(EXERCISE MATERIALS begins)

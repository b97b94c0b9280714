//! Resize targets for derived image versions.
//!
//! A version spec is configured as `{ width = 99, height = "auto" }`; at most one
//! side may be `"auto"`, which keeps the aspect ratio of the original image.

use std::collections::BTreeMap;
use std::fmt;

use serde::{Deserialize, Serialize};

/// Version specs keyed by label (e.g. `thumbnail`), ordered by label.
pub type VersionSpecs = BTreeMap<String, VersionSpec>;

/// One side of a resize target.
#[derive(Debug, Clone, Copy, PartialEq, Eq, Hash, Serialize, Deserialize)]
#[serde(try_from = "DimensionRepr", into = "DimensionRepr")]
pub enum Dimension {
    /// Derive this side from the other one and the original aspect ratio.
    Auto,
    /// Fixed size in pixels.
    Pixels(u32),
}

impl Dimension {
    /// Returns the fixed pixel size, if any.
    #[must_use]
    pub const fn pixels(self) -> Option<u32> {
        match self {
            Self::Auto => None,
            Self::Pixels(px) => Some(px),
        }
    }

    /// Returns true for `"auto"`.
    #[must_use]
    pub const fn is_auto(self) -> bool {
        matches!(self, Self::Auto)
    }
}

impl fmt::Display for Dimension {
    fn fmt(&self, f: &mut fmt::Formatter<'_>) -> fmt::Result {
        match self {
            Self::Auto => f.write_str("auto"),
            Self::Pixels(px) => write!(f, "{px}"),
        }
    }
}

#[derive(Serialize, Deserialize)]
#[serde(untagged)]
enum DimensionRepr {
    Number(u32),
    Text(String),
}

impl TryFrom<DimensionRepr> for Dimension {
    type Error = String;

    fn try_from(repr: DimensionRepr) -> Result<Self, Self::Error> {
        match repr {
            DimensionRepr::Number(px) => Ok(Self::Pixels(px)),
            DimensionRepr::Text(text) if text.eq_ignore_ascii_case("auto") => Ok(Self::Auto),
            DimensionRepr::Text(text) => Err(format!(
                "invalid dimension '{text}': expected a pixel count or \"auto\""
            )),
        }
    }
}

impl From<Dimension> for DimensionRepr {
    fn from(dimension: Dimension) -> Self {
        match dimension {
            Dimension::Auto => Self::Text("auto".to_string()),
            Dimension::Pixels(px) => Self::Number(px),
        }
    }
}

/// Resize target for one derived version.
#[derive(Debug, Clone, Copy, PartialEq, Eq, Serialize, Deserialize)]
pub struct VersionSpec {
    /// Target width.
    pub width: Dimension,
    /// Target height.
    pub height: Dimension,
}

impl VersionSpec {
    /// Create a spec from two dimensions.
    #[must_use]
    pub const fn new(width: Dimension, height: Dimension) -> Self {
        Self { width, height }
    }

    /// Fixed width, height follows the aspect ratio.
    #[must_use]
    pub const fn width(px: u32) -> Self {
        Self::new(Dimension::Pixels(px), Dimension::Auto)
    }

    /// Fixed height, width follows the aspect ratio.
    #[must_use]
    pub const fn height(px: u32) -> Self {
        Self::new(Dimension::Auto, Dimension::Pixels(px))
    }

    /// Fixed box.
    #[must_use]
    pub const fn exact(width: u32, height: u32) -> Self {
        Self::new(Dimension::Pixels(width), Dimension::Pixels(height))
    }

    /// A spec is usable when at least one side is a non-zero pixel count
    /// and neither side is zero.
    #[must_use]
    pub const fn is_valid(&self) -> bool {
        match (self.width, self.height) {
            (Dimension::Auto, Dimension::Auto) => false,
            (Dimension::Pixels(0), _) | (_, Dimension::Pixels(0)) => false,
            _ => true,
        }
    }
}

#[cfg(test)]
mod tests {
    use super::*;
    use rstest::rstest;

    #[test]
    fn test_dimension_deserializes_number_and_auto() {
        let spec: VersionSpec =
            serde_json::from_str(r#"{"width": 99, "height": "auto"}"#).expect("valid spec");
        assert_eq!(spec, VersionSpec::width(99));

        let spec: VersionSpec =
            serde_json::from_str(r#"{"width": "AUTO", "height": 40}"#).expect("valid spec");
        assert_eq!(spec, VersionSpec::height(40));
    }

    #[test]
    fn test_dimension_rejects_unknown_text() {
        let result: Result<VersionSpec, _> =
            serde_json::from_str(r#"{"width": "wide", "height": 40}"#);
        assert!(result.is_err());
    }

    #[test]
    fn test_dimension_serializes_back() {
        let json = serde_json::to_string(&VersionSpec::width(80)).expect("serializable");
        assert_eq!(json, r#"{"width":80,"height":"auto"}"#);
    }

    #[rstest]
    #[case(VersionSpec::width(99), true)]
    #[case(VersionSpec::height(99), true)]
    #[case(VersionSpec::exact(10, 20), true)]
    #[case(VersionSpec::new(Dimension::Auto, Dimension::Auto), false)]
    #[case(VersionSpec::width(0), false)]
    #[case(VersionSpec::exact(10, 0), false)]
    fn test_spec_validity(#[case] spec: VersionSpec, #[case] expected: bool) {
        assert_eq!(spec.is_valid(), expected);
    }
}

(EXERCISE MATERIALS ends)

▸ EXERCISE PROMPT
Tally every line of the entries that contains the word "Clone", and respond with that number only.

▸ RESPONSE FOR THIS EXERCISE
2